Read Crazy for Cornelia Online
Authors: Chris Gilson
Kevin stood awed as licks of blue electric current began to shoot around the top of the tower. Suddenly, the little licks
burst into a spider’s web of huge blue bolts that danced and crackled over this dingy old rooftop in the crummiest part of
the West Side of Manhattan.
“Hello,” somebody greeted them from behind.
A man with thick, silvery hair and a trim beard appeared beside them. He wore a charcoal suit and silver tie. His skin looked
ruddy, like images he had seen of nineteenth-century Englishmen. Kevin expected him to speak with a British accent, or whip
some snuff out of his pocket.
“We missed you.” The man flashed his teeth at Cornelia. His accent
sure wasn’t British. Pure Brooklyn, maybe Flatbush. The man gave Cornelia a bear hug. Then he shook Kevin’s hand with a kind
of reverence. “And you’re Kevin Doyle. I’m Gene Powers, the museum’s curator. I saw your picture in the
Globe
today. I know a lot of people who’d thank you, if they only knew what this woman did for this museum. She’s too modest.”
Cornelia shrugged. Powers looked at her, then at Kevin.
“Well, I’ll be in my office if you need me.”
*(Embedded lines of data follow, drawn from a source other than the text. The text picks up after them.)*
//! End-to-end scenarios against the public `PricingCore` entry point, using
//! fake upstream/historical sources so nothing here touches the network.

use std::sync::atomic::{AtomicU32, Ordering};
use std::time::Duration;

use async_trait::async_trait;
use chrono::Utc;
use pricing_core::config::PricingConfig;
use pricing_core::coordinator::PricingCore;
use pricing_core::error::PricingError;
use pricing_core::fallback::NoHistoricalSource;
use pricing_core::types::{
    BookingChannel, FareClass, LoyaltyTier, MarketData, PriceSource, PricingRequest,
};
use pricing_core::upstream::{UpstreamQuote, UpstreamSource};
use rust_decimal_macros::dec;

fn request(route: &str, origin: &str, destination: &str) -> PricingRequest {
    PricingRequest {
        route: route.to_string(),
        origin: origin.to_string(),
        destination: destination.to_string(),
        departure_date: (Utc::now() + chrono::Duration::days(90)).date_naive(),
        return_date: None,
        passengers: 1,
        class: FareClass::Economy,
        customer_id: None,
        corporate_id: None,
        loyalty_tier: LoyaltyTier::None,
        booking_channel: BookingChannel::Web,
        market_data: MarketData {
            demand_level: Some(dec!(0.5)),
            season_factor: Some(dec!(1.0)),
            competitor_avg: None,
        },
        request_id: "integration-1".to_string(),
        timestamp: Utc::now(),
        deadline_ms: None,
    }
}

struct AlwaysSucceeds(rust_decimal::Decimal);
#[async_trait]
impl UpstreamSource for AlwaysSucceeds {
    async fn fetch(&self, _r: &PricingRequest) -> Result<UpstreamQuote, PricingError> {
        Ok(UpstreamQuote { base_fare: self.0 })
    }
}

struct AlwaysFails;
#[async_trait]
impl UpstreamSource for AlwaysFails {
    async fn fetch(&self, _r: &PricingRequest) -> Result<UpstreamQuote, PricingError> {
        Err(PricingError::UpstreamUnavailable("simulated outage".to_string()))
    }
}

/// Fails the first `n` calls, then succeeds forever after — used to drive a
/// circuit breaker open and later let it recover via a fresh core.
struct FailsNTimes {
    remaining: AtomicU32,
}
#[async_trait]
impl UpstreamSource for FailsNTimes {
    async fn fetch(&self, _r: &PricingRequest) -> Result<UpstreamQuote, PricingError> {
        if self.remaining.fetch_sub(1, Ordering::SeqCst) > 0 {
            Err(PricingError::UpstreamUnavailable("simulated outage".to_string()))
        } else {
            Ok(UpstreamQuote { base_fare: dec!(650.00) })
        }
    }
}

fn quick_config() -> PricingConfig {
    let mut config = PricingConfig::default();
    config.request_timeout = Duration::from_millis(100);
    config.fallback_timeout = Duration::from_secs(5);
    config
}

#[tokio::test]
async fn happy_path_live_quote_is_priced_and_returned() {
    let core = PricingCore::new(AlwaysSucceeds(dec!(650.00)), quick_config());
    let response = core.price(&request("NYC-LON", "NYC", "LON")).await.unwrap();
    assert_eq!(response.source, PriceSource::Live);
    assert_eq!(response.final_fare, dec!(552.50)); // early-booking discount only
}

#[tokio::test]
async fn second_identical_request_hits_the_cache() {
    let core = PricingCore::new(AlwaysSucceeds(dec!(650.00)), quick_config());
    let req = request("NYC-LON", "NYC", "LON");
    let first = core.price(&req).await.unwrap();
    let second = core.price(&req).await.unwrap();
    assert_eq!(first.source, PriceSource::Live);
    assert_eq!(second.source, PriceSource::Cache);
    assert_eq!(first.final_fare, second.final_fare);
}

#[tokio::test]
async fn circuit_open_after_repeated_failures_falls_back() {
    let mut config = quick_config();
    config.circuit_failure_threshold = 2;
    config.retry_attempts = 1;
    let core = PricingCore::new(AlwaysFails, config);
    let req = request("NYC-LON", "NYC", "LON");

    for _ in 0..2 {
        let response = core.price(&req).await.unwrap();
        assert_ne!(response.source, PriceSource::Live);
    }

    let breaker_state = core.get_circuit_state(pricing_core::upstream::PRIMARY_UPSTREAM).unwrap();
    assert_eq!(breaker_state.state, pricing_core::circuit_breaker::CircuitState::Open);
}

#[tokio::test]
async fn total_collapse_falls_all_the_way_to_the_static_floor() {
    // Every upstream attempt fails and no historical/geo-cache data exists,
    // so the ladder bottoms out at the static floor tier (the emergency
    // tier is only reached when even that fails, which can't happen for a
    // route with a positive base fare).
    let mut config = quick_config();
    config.retry_attempts = 1;
    let core = PricingCore::new(AlwaysFails, config);
    let response = core.price(&request("ZZZ-YYY", "ZZZ", "YYY")).await.unwrap();
    assert_eq!(response.source, PriceSource::StaticFloor);
    assert!(response.final_fare > rust_decimal::Decimal::ZERO);
}

#[tokio::test]
async fn demand_and_class_adjustments_stack_against_a_live_quote() {
    let core = PricingCore::new(AlwaysSucceeds(dec!(650.00)), quick_config());
    let mut req = request("NYC-LON", "NYC", "LON");
    req.class = FareClass::Business;
    req.market_data.demand_level = Some(dec!(0.85));

    let response = core.price(&req).await.unwrap();
    assert_eq!(response.source, PriceSource::Live);
    assert!(response.final_fare > dec!(650.00));
    assert!(response.adjustments.iter().any(|a| a.kind == pricing_core::AdjustmentKind::ClassMultiplier));
    assert!(response.adjustments.iter().any(|a| a.kind == pricing_core::AdjustmentKind::DemandSurge));
}

#[tokio::test]
async fn rate_limiter_rejects_excess_concurrent_demand() {
    let mut config = quick_config();
    config.rate_limit_rps = 1;
    let core = PricingCore::new(AlwaysSucceeds(dec!(650.00)), config);

    // Five requests racing for a 1-token-per-second bucket: at most two can
    // plausibly clear the bounded 1s wait, so at least one must be
    // rejected regardless of scheduling order.
    let (r1, r2, r3, r4, r5) = tokio::join!(
        core.price(&request("NYC-LON", "NYC", "LON")),
        core.price(&request("NYC-PAR", "NYC", "PAR")),
        core.price(&request("LAX-TOK", "LAX", "TOK")),
        core.price(&request("SFO-SIN", "SFO", "SIN")),
        core.price(&request("ORD-FRA", "ORD", "FRA")),
    );
    let results = [r1, r2, r3, r4, r5];
    assert!(results.iter().any(|r| matches!(r, Err(PricingError::RateLimited))));
}

#[tokio::test]
async fn recovers_to_live_after_the_circuit_half_opens() {
    let mut config = quick_config();
    config.circuit_failure_threshold = 1;
    config.circuit_reset_timeout = Duration::from_millis(20);
    config.retry_attempts = 1;
    let core = PricingCore::with_historical(
        FailsNTimes { remaining: AtomicU32::new(1) },
        NoHistoricalSource,
        config,
    );

    let fallback_response = core.price(&request("NYC-LON", "NYC", "LON")).await.unwrap();
    assert_ne!(fallback_response.source, PriceSource::Live);

    tokio::time::sleep(Duration::from_millis(30)).await;

    let recovered = core.price(&request("NYC-LON", "NYC", "LON")).await.unwrap();
    assert_eq!(recovered.source, PriceSource::Live);
}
“Nobody knows you helped build this museum?”
“Nobody but Dr. Powers. And now you.”
“What got you into this?” Kevin asked.
She evaded him. “Tesla started out as a penniless immigrant in America, digging ditches. Then he went to work for the Edison
Electric Company and invented modern electricity.”
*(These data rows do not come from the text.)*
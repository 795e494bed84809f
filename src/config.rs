//! Runtime configuration, loaded from environment variables with
//! `.env` support via `dotenv`.

use std::time::Duration;

use crate::rules;
use crate::types::AdjustmentKind;

/// All tunables for one [`crate::coordinator::PricingCore`] instance.
#[derive(Debug, Clone)]
pub struct PricingConfig {
    pub cache_max_size: usize,
    pub cache_validity: Duration,
    pub price_validity: Duration,
    pub fallback_timeout: Duration,
    pub rate_limit_rps: u32,
    pub request_timeout: Duration,
    pub retry_attempts: u32,
    pub circuit_failure_threshold: u32,
    pub circuit_reset_timeout: Duration,
    pub audit_log_capacity: usize,
    /// Order the Rules Engine (C6) applies its adjustment steps in. Defaults
    /// to [`rules::DEFAULT_CHAIN`]; a caller can supply a different ordered
    /// list (e.g. to activate `competitor_adjustment`/`fuel_surcharge`, which
    /// are absent from the default) at start-up.
    pub adjustment_chain: Vec<AdjustmentKind>,
}

impl Default for PricingConfig {
    fn default() -> Self {
        Self {
            cache_max_size: 10_000,
            cache_validity: Duration::from_secs(15 * 60),
            price_validity: Duration::from_secs(15 * 60),
            fallback_timeout: Duration::from_secs(5),
            rate_limit_rps: 100,
            request_timeout: Duration::from_secs(5),
            retry_attempts: 3,
            circuit_failure_threshold: 3,
            circuit_reset_timeout: Duration::from_secs(10),
            audit_log_capacity: 1_000,
            adjustment_chain: rules::DEFAULT_CHAIN.to_vec(),
        }
    }
}

impl PricingConfig {
    /// Loads configuration from environment variables, falling back to
    /// [`Default::default`] for anything unset or unparsable. Calls
    /// `dotenv::dotenv()` first so a local `.env` file is picked up the
    /// same way it is at the process entry point.
    pub fn from_env() -> Self {
        dotenv::dotenv().ok();
        let defaults = Self::default();
        Self {
            cache_max_size: env_usize("PRICING_CACHE_MAX_SIZE", defaults.cache_max_size),
            cache_validity: env_secs("PRICING_CACHE_VALIDITY_SECS", defaults.cache_validity),
            price_validity: env_secs("PRICING_PRICE_VALIDITY_SECS", defaults.price_validity),
            fallback_timeout: env_secs("PRICING_FALLBACK_TIMEOUT_SECS", defaults.fallback_timeout),
            rate_limit_rps: env_u32("PRICING_RATE_LIMIT_RPS", defaults.rate_limit_rps),
            request_timeout: env_secs("PRICING_REQUEST_TIMEOUT_SECS", defaults.request_timeout),
            retry_attempts: env_u32("PRICING_RETRY_ATTEMPTS", defaults.retry_attempts),
            circuit_failure_threshold: env_u32(
                "PRICING_CIRCUIT_FAILURE_THRESHOLD",
                defaults.circuit_failure_threshold,
            ),
            circuit_reset_timeout: env_secs(
                "PRICING_CIRCUIT_RESET_TIMEOUT_SECS",
                defaults.circuit_reset_timeout,
            ),
            audit_log_capacity: env_usize("PRICING_AUDIT_LOG_CAPACITY", defaults.audit_log_capacity),
            // No sane flat env-var encoding for an ordered enum list; callers
            // who need a non-default chain construct `PricingConfig`
            // directly and override this field.
            adjustment_chain: defaults.adjustment_chain,
        }
    }
}

fn env_usize(key: &str, default: usize) -> usize {
    std::env::var(key).ok().and_then(|v| v.parse().ok()).unwrap_or(default)
}

fn env_u32(key: &str, default: u32) -> u32 {
    std::env::var(key).ok().and_then(|v| v.parse().ok()).unwrap_or(default)
}

fn env_secs(key: &str, default: Duration) -> Duration {
    std::env::var(key)
        .ok()
        .and_then(|v| v.parse().ok())
        .map(Duration::from_secs)
        .unwrap_or(default)
}
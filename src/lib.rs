//! Dynamic pricing core: computes a fare for one route/class/passenger
//! context by layering market-driven adjustments over a base fare, with a
//! graceful degradation path when the live pricing data source is slow,
//! down, or circuit-broken.
//!
//! The public entry point is [`coordinator::PricingCore`]; everything else
//! is a component it composes.

pub mod cache;
pub mod circuit_breaker;
pub mod config;
pub mod constants;
pub mod coordinator;
pub mod error;
pub mod fallback;
pub mod metrics;
pub mod rate_limiter;
pub mod rules;
pub mod types;
pub mod upstream;

#[cfg(test)]
pub(crate) mod test_support;

pub use coordinator::PricingCore;
pub use error::{PricingError, PricingResult};
pub use types::{
    AdjustmentKind, BookingChannel, FareClass, LoyaltyTier, MarketData, PriceAdjustment,
    PriceBreakdown, PriceSource, PricingRequest, PricingResponse,
};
“Not Edison?” Kevin asked her.
“Edison invented DC, direct current, but it was limited by wires. New York City in 1906 was a rat’s nest of electrical wire.
So Tesla discovered AC electricity.”
“What we use today.”
“Yes, but Edison got the credit, didn’t he?”
He waited. She hadn’t really answered his question.
“What’s this?” Kevin pointed to a small open airship. It looked like a helicopter some kid would make. It had a boxy frame
with a tufted seat for two, a propeller on top and one in back, and a rudder. A row of big batteries was stuffed between the
seat.
“It’s a Tesla airship design.”
“Where’s the engine?”
“Under the propeller mast,” she told him proudly. “It’s an electric engine to run the propellers. I had it designed to run
on AC current.”
“That looks like a box made out of Tinker Toys,” he pointed out. “You sure it can fly?”
“Dr. Powers and I flew it once in Connecticut. It’s called a gyro-copter.”
She placed an almost maternal hand on the airship, beaming. She didn’t look like a crazy nun anymore. The fact was, she looked
like a real person with a spark of the divine.
“Cornelia, all you’ve done, I mean, I’ve never known anybody
who could even dream up something like this”—he waved his arm at the exhibits—“and you made it happen.”
“I just helped.”
Like she had just helped with his Sebastian.
Cornelia Lord could spend her whole life on yachts, eating caviar with little flecks of gold. But she didn’t. She had spent
her time and money on a dead inventor, more like a half-nutty artist than an engineer.
She’d shown him her secret world. And he liked it. But why, of all people, had she turned her candlepower on him? How long
could a mortal man cling to a goddess?
“Kevin?” she giggled. “Hello in there. Let’s go work on your saint.”
T
he dense snowfall, driven by a cold wind, swirled over the city for a second day of stung cheeks and school closings.
Cornelia wound her arm into his and rested her head on his good shoulder. Like explorers or penguins, they helped each other
navigate the icy streets, crossing half the West Side on their way downtown to the New York Institute of Art and Technology.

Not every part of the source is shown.